177. Pennisetum Richard, Syn. Pl. 1: 72. 1805.
狼尾草属 lang wei cao shu
Authors: Shou-liang Chen & Sylvia M. Phillips
Gymnotrix P. Beauvois.
Annuals or perennials. Culms tufted or rhizomatous, prostrate to over 3 m tall. Leaf blades flat, folded or convolute; ligule a ciliate membrane. Inflorescence a spikelike panicle, cylindrical to subglobose; branches numerous, contracted into short clusters of one or more spikelets subtended by an involucre of bristles; involucres sessile or with a short basal stipe, deciduous with the spikelets at maturity leaving peduncle stumps or scars on the main axis; bristles slender, scabrous, sometimes plumose, simple or very rarely branched, very unequal, outer shorter, often innermost stouter and conspicuously exceeding the rest. Spikelets usually lanceolate, dorsally compressed, herbaceous, acute or obtuse, florets 2, glumes and lower lemma variable; glumes often small and not exceeding 1/2 spikelet length; lower lemma staminate or neuter, equaling spikelet or reduced; upper lemma equaling spikelet, herbaceous or indurated, obtuse to acute. x = 9.
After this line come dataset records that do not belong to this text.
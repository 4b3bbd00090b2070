//! Source image probing with ffprobe.

use std::path::Path;
use std::time::Duration;

use serde::{Deserialize, Serialize};
use thiserror::Error;

use super::command::ToolCommand;
use super::runner::{ToolError, ToolRunner};
use crate::cancel::CancelHandle;
use crate::config::ToolSettings;

/// Audio properties of a source image.
#[derive(Debug, Clone, Default, PartialEq, Serialize, Deserialize)]
pub struct MediaInfo {
    pub duration: Option<Duration>,
    pub sample_rate: Option<u32>,
    pub bits_per_sample: Option<u32>,
    pub channels: Option<u32>,
    /// Audio codec (`flac`, `ape`, `pcm_s16le`, ...).
    pub codec: Option<String>,
    /// Container format (`flac`, `wav`, `aiff`, ...).
    pub format_name: Option<String>,
}

#[derive(Error, Debug)]
pub enum ProbeError {
    #[error(transparent)]
    Tool(#[from] ToolError),

    #[error("ffprobe failed with exit code {exit_code}: {message}")]
    Failed { exit_code: i32, message: String },

    #[error("Unreadable ffprobe output: {0}")]
    Parse(String),

    #[error("No audio stream found")]
    NoAudio,
}

#[derive(Deserialize)]
struct ProbeJson {
    #[serde(default)]
    streams: Vec<ProbeStream>,
    format: Option<ProbeFormat>,
}

#[derive(Deserialize)]
struct ProbeStream {
    codec_name: Option<String>,
    sample_rate: Option<String>,
    bits_per_sample: Option<u32>,
    bits_per_raw_sample: Option<String>,
    channels: Option<u32>,
    duration: Option<String>,
}

#[derive(Deserialize)]
struct ProbeFormat {
    format_name: Option<String>,
    duration: Option<String>,
}

/// ffprobe command reporting the first audio stream and the container as JSON.
pub fn probe_command(tools: &ToolSettings, path: &Path) -> ToolCommand {
    ToolCommand::new(&tools.ffprobe)
        .args([
            "-v",
            "error",
            "-print_format",
            "json",
            "-show_format",
            "-show_streams",
            "-select_streams",
            "a:0",
        ])
        .arg(path)
}

/// Probe `path` for duration and sample format.
pub fn probe_media(
    runner: &dyn ToolRunner,
    tools: &ToolSettings,
    path: &Path,
    cancel: &CancelHandle,
) -> Result<MediaInfo, ProbeError> {
    let output = runner.invoke(&probe_command(tools, path), cancel)?;
    if !output.success() {
        return Err(ProbeError::Failed {
            exit_code: output.exit_code,
            message: output.tail(5).join("\n"),
        });
    }

    let info = parse_probe_output(&output.output)?;
    tracing::debug!(
        "Probed {}: codec={:?} rate={:?} bits={:?} duration={:?}",
        path.display(),
        info.codec,
        info.sample_rate,
        info.bits_per_sample,
        info.duration
    );
    Ok(info)
}

/// Parse ffprobe JSON output.
///
/// Stray lines around the JSON object (warnings on stderr) are ignored.
pub fn parse_probe_output(text: &str) -> Result<MediaInfo, ProbeError> {
    let start = text
        .find('{')
        .ok_or_else(|| ProbeError::Parse("no JSON object".to_string()))?;
    let end = text
        .rfind('}')
        .filter(|end| *end > start)
        .ok_or_else(|| ProbeError::Parse("unterminated JSON object".to_string()))?;

    let json: ProbeJson =
        serde_json::from_str(&text[start..=end]).map_err(|e| ProbeError::Parse(e.to_string()))?;

    let stream = json.streams.into_iter().next().ok_or(ProbeError::NoAudio)?;

    let bits_per_sample = stream
        .bits_per_raw_sample
        .as_deref()
        .and_then(|s| s.parse().ok())
        .or(stream.bits_per_sample)
        .filter(|bits| *bits > 0);

    let duration = json
        .format
        .as_ref()
        .and_then(|f| f.duration.as_deref())
        .or(stream.duration.as_deref())
        .and_then(parse_seconds);

    Ok(MediaInfo {
        duration,
        sample_rate: stream.sample_rate.as_deref().and_then(|s| s.parse().ok()),
        bits_per_sample,
        channels: stream.channels,
        codec: stream.codec_name,
        format_name: json.format.and_then(|f| f.format_name),
    })
}

fn parse_seconds(text: &str) -> Option<Duration> {
    let secs: f64 = text.trim().parse().ok()?;
    if secs.is_finite() && secs >= 0.0 {
        Some(Duration::from_secs_f64(secs))
    } else {
        None
    }
}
About 80 species: throughout the tropics; 11 species (four endemic, four introduced) in China.
Pennisetum is a large and variable genus, but the bristly, spikelike inflorescence is always readily recognizable. The only other panicoid genus with a similar bristly inflorescence is Setaria, but in that genus the bristles are not deciduous with the spikelets, instead remaining on the rachis at maturity. The bristles are derived from reduced panicle branches.
Many species provide good forage. Several species, including Pennisetum glaucum in China, are used for food.